12. Use your savings to bless others
Remember - the goal of thrift is not to hoard things against some future need, but to better manage your resources to meet your family's need AND to be generous with your savings. When you find a good deal on something, share what you buy with someone else. Don't warehouse items indefinitely that will lose their value by sitting forever in your closet unused. Bless others with generosity - particularly in this time when there are going to be more hurting people around you than normal.

Matthew 6:19, 20 Lay not up for yourselves treasures upon earth, where moth and rust doth corrupt, and where thieves break in and steal: but lay up for yourselves treasures in heaven, where neither most nor rust doth corrupt, and where thieves do not break through nor steal: for where your treasure is, there will your heart be also.


Anna said…
I tried to pursue the clothesline idea this summer--but Wal Mart does not sell lines or clothespins! Maybe I'll have to get more creative, like you're suggesting :)
Jill said…
Dear Anne,
Thank you for addressing attitudes as well as posting practical suggestions. Making frugality a game helps overcome self-pity, although I have kept myself awake at night trying to plan an entire week's worth of dinners from one chicken and $25--not from worry, but just for the "fun" of it. But living frugally can also be a temptation to pride--"look at how accomplished I am at living on less." We must keep our hearts focused on glorifying God as we serve our families. Thank you for pointing us in the right direction.
Anne said…
Anna - Tim buys clothesline at a big box store like Lowes. I don't know if they have clothespins or not. I'm surprised WM didn't have any! I think our last set (plastic, not as nice as wooden) came from the Dollar Store.

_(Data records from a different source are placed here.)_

//! Title and body text extraction

use scraper::{ElementRef, Html, Node, Selector};

/// Title used when a page offers nothing better
pub const UNTITLED: &str = "无标题";

/// Elements whose text never reaches the body
const SKIPPED_ELEMENTS: &[&str] = &["script", "style", "noscript", "template", "nav"];

/// Elements that break the text flow; inline elements join their neighbours
const BLOCK_ELEMENTS: &[&str] = &[
    "address", "article", "aside", "blockquote", "br", "dd", "div", "dl", "dt", "footer",
    "h1", "h2", "h3", "h4", "h5", "h6", "header", "hr", "li", "main", "ol", "p", "pre",
    "section", "table", "td", "th", "tr", "ul",
];

/// Separators left dangling after a site name is trimmed from a title
const TITLE_SEPARATORS: &[char] = &['-', '_', '|', '–', '—', '·', ':', '：', ' '];

/// Longest emphasized lead text accepted as a title
const MAX_LEAD_TITLE_CHARS: usize = 100;

/// Picks the page title
///
/// First non-empty of `<title>` (with a configured site suffix trimmed),
/// `<h1>`, `<h2>`..`<h4>`, and bold/emphasized lead text. Falls back to
/// [`UNTITLED`].
pub fn extract_title(document: &Html, title_suffixes: &[String]) -> String {
    first_text(document, "title")
        .map(|title| trim_site_suffix(&title, title_suffixes))
        .or_else(|| first_text(document, "h1"))
        .or_else(|| first_text(document, "h2, h3, h4"))
        .or_else(|| {
            first_text(document, "strong, b, em")
                .filter(|text| text.chars().count() >= 2)
                .map(|text| text.chars().take(MAX_LEAD_TITLE_CHARS).collect())
        })
        .unwrap_or_else(|| UNTITLED.to_string())
}

/// Removes a trailing site name such as `- 南开大学` from a title
///
/// A title that consists of nothing but the site name is kept.
pub fn trim_site_suffix(title: &str, suffixes: &[String]) -> String {
    for suffix in suffixes.iter().filter(|s| !s.is_empty()) {
        if let Some(stripped) = title.strip_suffix(suffix.as_str()) {
            let stripped = stripped.trim_end_matches(TITLE_SEPARATORS).trim();
            if !stripped.is_empty() {
                return stripped.to_string();
            }
        }
    }
    title.to_string()
}

/// Collects visible text from the page body with whitespace collapsed
pub fn extract_body_text(document: &Html) -> String {
    let mut raw = String::new();

    let body = Selector::parse("body")
        .ok()
        .and_then(|selector| document.select(&selector).next());

    match body {
        Some(body) => collect_text(body, &mut raw),
        None => collect_text(document.root_element(), &mut raw),
    }

    collapse_whitespace(&raw)
}

/// Collapses runs of whitespace (including blank lines) into single spaces
pub fn collapse_whitespace(text: &str) -> String {
    text.split_whitespace().collect::<Vec<_>>().join(" ")
}

/// Text of an element with whitespace collapsed
pub fn element_text(element: ElementRef<'_>) -> String {
    collapse_whitespace(&element.text().collect::<String>())
}

fn collect_text(element: ElementRef<'_>, out: &mut String) {
    for child in element.children() {
        if let Some(child_element) = ElementRef::wrap(child) {
            let name = child_element.value().name();
            if SKIPPED_ELEMENTS.contains(&name) {
                continue;
            }
            let block = BLOCK_ELEMENTS.contains(&name);
            if block {
                out.push(' ');
            }
            collect_text(child_element, out);
            if block {
                out.push(' ');
            }
        } else if let Node::Text(text) = child.value() {
            out.push_str(text);
        }
    }
}

fn first_text(document: &Html, selector: &str) -> Option<String> {
    let selector = Selector::parse(selector).ok()?;
    document
        .select(&selector)
        .map(element_text)
        .find(|text| !text.is_empty())
}
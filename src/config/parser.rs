use crate::config::types::Config;
use crate::config::validation::validate;
use crate::ConfigError;
use sha2::{Digest, Sha256};
use std::path::Path;

/// Loads and parses a configuration file from the given path
///
/// # Arguments
///
/// * `path` - Path to the TOML configuration file
///
/// # Returns
///
/// * `Ok(Config)` - Successfully loaded and validated configuration
/// * `Err(ConfigError)` - Failed to load, parse, or validate the configuration
pub fn load_config(path: &Path) -> Result<Config, ConfigError> {
    let content = std::fs::read_to_string(path)?;
    parse_config(&content)
}

/// Parses and validates configuration held in a string
pub fn parse_config(content: &str) -> Result<Config, ConfigError> {
    let config: Config = toml::from_str(content)?;
    validate(&config)?;
    Ok(config)
}

/// Computes a SHA-256 hash of the configuration file content
///
/// Logged at run start so records can be traced back to the settings that
/// produced them.
///
/// # Arguments
///
/// * `path` - Path to the TOML configuration file
///
/// # Returns
///
/// * `Ok(String)` - Hex-encoded SHA-256 hash of the file content
/// * `Err(ConfigError)` - Failed to read the file
pub fn compute_config_hash(path: &Path) -> Result<String, ConfigError> {
    let content = std::fs::read_to_string(path)?;
    let mut hasher = Sha256::new();
    hasher.update(content.as_bytes());
    Ok(hex::encode(hasher.finalize()))
}

/// Loads a configuration and returns both the config and its hash
pub fn load_config_with_hash(path: &Path) -> Result<(Config, String), ConfigError> {
    let config = load_config(path)?;
    let hash = compute_config_hash(path)?;
    Ok((config, hash))
}

#[cfg(test)]
mod tests {
    use super::*;
    use std::io::Write;
    use tempfile::NamedTempFile;

    fn create_temp_config(content: &str) -> NamedTempFile {
        let mut file = NamedTempFile::new().unwrap();
        file.write_all(content.as_bytes()).unwrap();
        file.flush().unwrap();
        file
    }

    const MINIMAL: &str = r#"
[crawler]
start-url = "https://www.example.edu.cn/"

[scope]
allowed-suffixes = ["example.edu.cn"]
"#;

    #[test]
    fn test_load_minimal_config_uses_defaults() {
        let file = create_temp_config(MINIMAL);
        let config = load_config(file.path()).unwrap();

        assert_eq!(config.crawler.max_pages, 100);
        assert_eq!(config.crawler.max_depth, 3);
        assert_eq!(config.crawler.delay, 1.0);
        assert!(config.crawler.respect_robots);
        assert!(!config.crawler.mark_depth_exceeded);
        assert_eq!(config.fetch.max_retries, 3);
        assert_eq!(config.fetch.timeout_secs, 30);
        assert!(config.fetch.prefer_http);
        assert_eq!(config.user_agent.crawler_name, "NKUSearchBot");
        assert_eq!(config.output.snapshot_dir, "./snapshots");
        assert!(config.output.database_path.is_none());
        assert!(!config.extract.attachment_page_patterns.is_empty());
    }

    #[test]
    fn test_load_full_config() {
        let config_content = r#"
[crawler]
start-url = "https://www.example.edu.cn/"
default-seed = "https://www.example.edu.cn/index.htm"
max-pages = 20
max-depth = 1
delay = 0.5
respect-robots = false
mark-depth-exceeded = true

[fetch]
max-retries = 2
backoff-base-ms = 10
prefer-http = false

[scope]
allowed-suffixes = ["example.edu.cn"]
exclude = ["*.lib.example.edu.cn"]

[extract]
title-suffixes = ["Example University"]

[[attachments.known]]
token = "abc123"
extension = "docx"
title = "附件1-申报指南"

[user-agent]
crawler-name = "TestBot"
crawler-version = "2.0"
contact-url = "https://example.edu.cn/bot"

[output]
records-path = "./records.jsonl"
database-path = "./harvest.db"
"#;

        let file = create_temp_config(config_content);
        let config = load_config(file.path()).unwrap();

        assert_eq!(config.crawler.max_pages, 20);
        assert_eq!(config.crawler.max_depth, 1);
        assert!(!config.crawler.respect_robots);
        assert!(config.crawler.mark_depth_exceeded);
        assert_eq!(
            config.crawler.default_seed.as_deref(),
            Some("https://www.example.edu.cn/index.htm")
        );
        assert_eq!(config.fetch.max_retries, 2);
        assert!(!config.fetch.prefer_http);
        assert_eq!(config.scope.exclude.len(), 1);
        assert_eq!(config.attachments.known[0].title, "附件1-申报指南");
        assert_eq!(
            config.user_agent.header_value(),
            "Mozilla/5.0 (compatible; TestBot/2.0; +https://example.edu.cn/bot)"
        );
        assert_eq!(config.output.database_path.as_deref(), Some("./harvest.db"));
    }

    #[test]
    fn test_load_config_with_invalid_path() {
        let result = load_config(Path::new("/nonexistent/harvest.toml"));
        assert!(matches!(result, Err(ConfigError::Io(_))));
    }

    #[test]
    fn test_load_config_with_invalid_toml() {
        let file = create_temp_config("this is not valid TOML {{{");
        let result = load_config(file.path());
        assert!(matches!(result, Err(ConfigError::Parse(_))));
    }

    #[test]
    fn test_missing_scope_is_parse_error() {
        let result = parse_config("[crawler]\nstart-url = \"https://example.edu.cn/\"\n");
        assert!(matches!(result, Err(ConfigError::Parse(_))));
    }

    #[test]
    fn test_load_config_with_validation_error() {
        let config_content = r#"
[crawler]
start-url = "https://www.example.edu.cn/"
max-pages = 0

[scope]
allowed-suffixes = ["example.edu.cn"]
"#;

        let result = parse_config(config_content);
        assert!(matches!(result, Err(ConfigError::Validation(_))));
    }

    #[test]
    fn test_negative_delay_rejected() {
        let config_content = r#"
[crawler]
start-url = "https://www.example.edu.cn/"
delay = -1.0

[scope]
allowed-suffixes = ["example.edu.cn"]
"#;

        assert!(matches!(
            parse_config(config_content),
            Err(ConfigError::Validation(_))
        ));
    }

    #[test]
    fn test_empty_suffix_list_rejected() {
        let config_content = r#"
[crawler]
start-url = "https://www.example.edu.cn/"

[scope]
allowed-suffixes = []
"#;

        assert!(matches!(
            parse_config(config_content),
            Err(ConfigError::Validation(_))
        ));
    }

    #[test]
    fn test_compute_config_hash() {
        let file = create_temp_config(MINIMAL);

        let hash1 = compute_config_hash(file.path()).unwrap();
        let hash2 = compute_config_hash(file.path()).unwrap();

        assert_eq!(hash1, hash2);
        assert_eq!(hash1.len(), 64);
    }

    #[test]
    fn test_load_config_with_hash() {
        let file1 = create_temp_config(MINIMAL);
        let file2 = create_temp_config(&format!("{}\n# comment\n", MINIMAL));

        let (_, hash1) = load_config_with_hash(file1.path()).unwrap();
        let (_, hash2) = load_config_with_hash(file2.path()).unwrap();

        assert_ne!(hash1, hash2);
    }
}
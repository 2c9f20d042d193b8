//! Configuration module for Campus-Harvest
//!
//! This module handles loading, parsing, and validating TOML configuration files.
//!
//! # Example
//!
//! ```no_run
//! use campus_harvest::config::load_config;
//! use std::path::Path;
//!
//! let config = load_config(Path::new("harvest.toml")).unwrap();
//! println!("Crawler will visit at most {} pages", config.crawler.max_pages);
//! ```

mod parser;
mod types;
mod validation;

// Re-export types
pub use types::{
    AttachmentsConfig, Config, CrawlerConfig, ExtractConfig, FetchConfig, KnownAttachmentEntry,
    OutputConfig, ScopeConfig, UserAgentConfig,
};

// Re-export parser functions
pub use parser::{compute_config_hash, load_config, load_config_with_hash, parse_config};
pub use validation::validate;
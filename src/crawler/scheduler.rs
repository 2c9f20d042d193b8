//! Frontier and throttle for the crawl loop
//!
//! This module handles:
//! - The two frontier queues (priority for documents, normal for webpages)
//! - The per-URL state ledger that doubles as the visited set
//! - The per-request delay and the periodic long pause

use std::collections::{HashMap, VecDeque};
use std::time::Duration;

use url::Url;

use crate::resource::DocumentInfo;
use crate::state::{PageState, QueueKind};
use crate::{HarvestError, Result};

/// A URL waiting in the frontier
#[derive(Debug, Clone, PartialEq)]
pub struct FrontierEntry {
    /// Normalized URL
    pub url: Url,

    pub depth: u32,

    /// Possible attachment page: record it and promote its attachments, but
    /// do not follow its plain links
    pub shallow: bool,

    /// Discovered as an attachment link of another page
    pub attachment: bool,

    /// Anchor text of the link that led here
    pub anchor_text: Option<String>,

    /// Surrounding text of that link
    pub context: Option<String>,

    /// URL classification made at discovery time
    pub document: Option<DocumentInfo>,
}

impl FrontierEntry {
    pub fn new(url: Url, depth: u32) -> Self {
        Self {
            url,
            depth,
            shallow: false,
            attachment: false,
            anchor_text: None,
            context: None,
            document: None,
        }
    }

    pub fn key(&self) -> String {
        self.url.to_string()
    }
}

/// Dual-queue frontier with a state per known URL
///
/// A URL is known from its first enqueue until the end of the run, so it is
/// never enqueued twice. Terminal states count as visited.
#[derive(Debug, Default)]
pub struct Frontier {
    priority: VecDeque<FrontierEntry>,
    normal: VecDeque<FrontierEntry>,
    states: HashMap<String, PageState>,
    visited: usize,
}

impl Frontier {
    pub fn new() -> Self {
        Self::default()
    }

    /// Adds an entry to a queue
    ///
    /// # Returns
    ///
    /// * `true` - if the entry was queued
    /// * `false` - if the URL is already queued, in flight or visited
    pub fn push(&mut self, entry: FrontierEntry, kind: QueueKind) -> bool {
        let key = entry.key();
        if self.states.contains_key(&key) {
            tracing::trace!("Already known: {}", key);
            return false;
        }

        tracing::trace!(
            "Queued {} at depth {} ({})",
            key,
            entry.depth,
            kind.as_str()
        );
        self.states.insert(key, PageState::Queued(kind));
        match kind {
            QueueKind::Priority => self.priority.push_back(entry),
            QueueKind::Normal => self.normal.push_back(entry),
        }
        true
    }

    pub fn push_normal(&mut self, entry: FrontierEntry) -> bool {
        self.push(entry, QueueKind::Normal)
    }

    pub fn push_priority(&mut self, entry: FrontierEntry) -> bool {
        self.push(entry, QueueKind::Priority)
    }

    /// Takes the next entry, draining the priority queue first
    ///
    /// Entries whose URL is no longer queued (already visited) are skipped.
    pub fn pop(&mut self) -> Option<FrontierEntry> {
        loop {
            let entry = self
                .priority
                .pop_front()
                .or_else(|| self.normal.pop_front())?;

            match self.states.get(&entry.key()) {
                Some(PageState::Queued(_)) => return Some(entry),
                _ => {
                    tracing::trace!("Discarding stale entry {}", entry.url);
                    continue;
                }
            }
        }
    }

    /// Moves a URL to a new state, checking the state machine
    ///
    /// # Errors
    ///
    /// `HarvestError::InvalidTransition` when the URL is unknown or the move
    /// is not allowed from its current state.
    pub fn transition(&mut self, url: &Url, next: PageState) -> Result<()> {
        let key = url.to_string();
        let current = self.states.get(&key).copied();

        match current {
            Some(state) if state.can_transition_to(next) => {
                self.states.insert(key, next);
                if next.is_terminal() {
                    self.visited += 1;
                }
                Ok(())
            }
            _ => Err(HarvestError::InvalidTransition {
                url: key,
                from: current,
                to: next,
            }),
        }
    }

    /// Drops a dequeued URL without charging it, so a later path may queue it again
    pub fn forget(&mut self, url: &Url) {
        let key = url.to_string();
        if matches!(self.states.get(&key), Some(PageState::Queued(_))) {
            self.states.remove(&key);
        }
    }

    pub fn state_of(&self, url: &Url) -> Option<PageState> {
        self.states.get(url.as_str()).copied()
    }

    pub fn is_visited(&self, url: &Url) -> bool {
        self.state_of(url).is_some_and(|s| s.is_terminal())
    }

    /// URLs in a terminal state
    pub fn visited(&self) -> usize {
        self.visited
    }

    pub fn priority_len(&self) -> usize {
        self.priority.len()
    }

    pub fn normal_len(&self) -> usize {
        self.normal.len()
    }

    pub fn len(&self) -> usize {
        self.priority.len() + self.normal.len()
    }

    pub fn is_empty(&self) -> bool {
        self.priority.is_empty() && self.normal.is_empty()
    }
}

/// Delay-based politeness for the single crawl loop
#[derive(Debug, Clone)]
pub struct Throttle {
    delay: Duration,
    long_pause_every: usize,
    long_pause_factor: f64,
}

impl Throttle {
    /// # Arguments
    ///
    /// * `delay_secs` - Pause after each fetch
    /// * `long_pause_every` - Visited URLs between long pauses; 0 disables them
    /// * `long_pause_factor` - Long pause length as a multiple of the delay
    pub fn new(delay_secs: f64, long_pause_every: usize, long_pause_factor: f64) -> Self {
        Self {
            delay: secs(delay_secs),
            long_pause_every,
            long_pause_factor,
        }
    }

    pub fn delay(&self) -> Duration {
        self.delay
    }

    /// Raises the delay to a robots.txt `Crawl-delay`; never lowers it
    pub fn raise_delay(&mut self, delay_secs: f64) {
        let requested = secs(delay_secs);
        if requested > self.delay {
            tracing::info!(
                "Raising delay from {:?} to {:?} per robots.txt",
                self.delay,
                requested
            );
            self.delay = requested;
        }
    }

    /// Extra pause owed after `visited` URLs, if this is a long-pause boundary
    pub fn long_pause(&self, visited: usize) -> Option<Duration> {
        if self.long_pause_every == 0 || visited == 0 || visited % self.long_pause_every != 0 {
            return None;
        }
        Some(self.delay.mul_f64(self.long_pause_factor.max(0.0)))
    }

    /// Sleeps after a fetch
    pub async fn wait(&self, visited: usize) {
        if !self.delay.is_zero() {
            tokio::time::sleep(self.delay).await;
        }
        if let Some(pause) = self.long_pause(visited) {
            if !pause.is_zero() {
                tracing::info!("Visited {} URLs, taking a break for {:?}", visited, pause);
                tokio::time::sleep(pause).await;
            }
        }
    }
}

fn secs(value: f64) -> Duration {
    if value.is_finite() && value > 0.0 {
        Duration::from_secs_f64(value)
    } else {
        Duration::ZERO
    }
}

Jill - Pride is so sneaky, isn't it? Even when we feel we generally aren't doing so well in being frugal(or anything else), if there is one area we are, then we can feel proud about that. That's true for me anyway. I've also been thinking about other sin tendencies with frugality - greed and lack of trust in God's provisions. Guess it's not surprising that so God addresses our attitudes and actions having to do with money so often throughout the Bible.
I love your $25 and a chicken idea and have tried thinking that through before sleep. Have you carried out any of your nocturnal plans?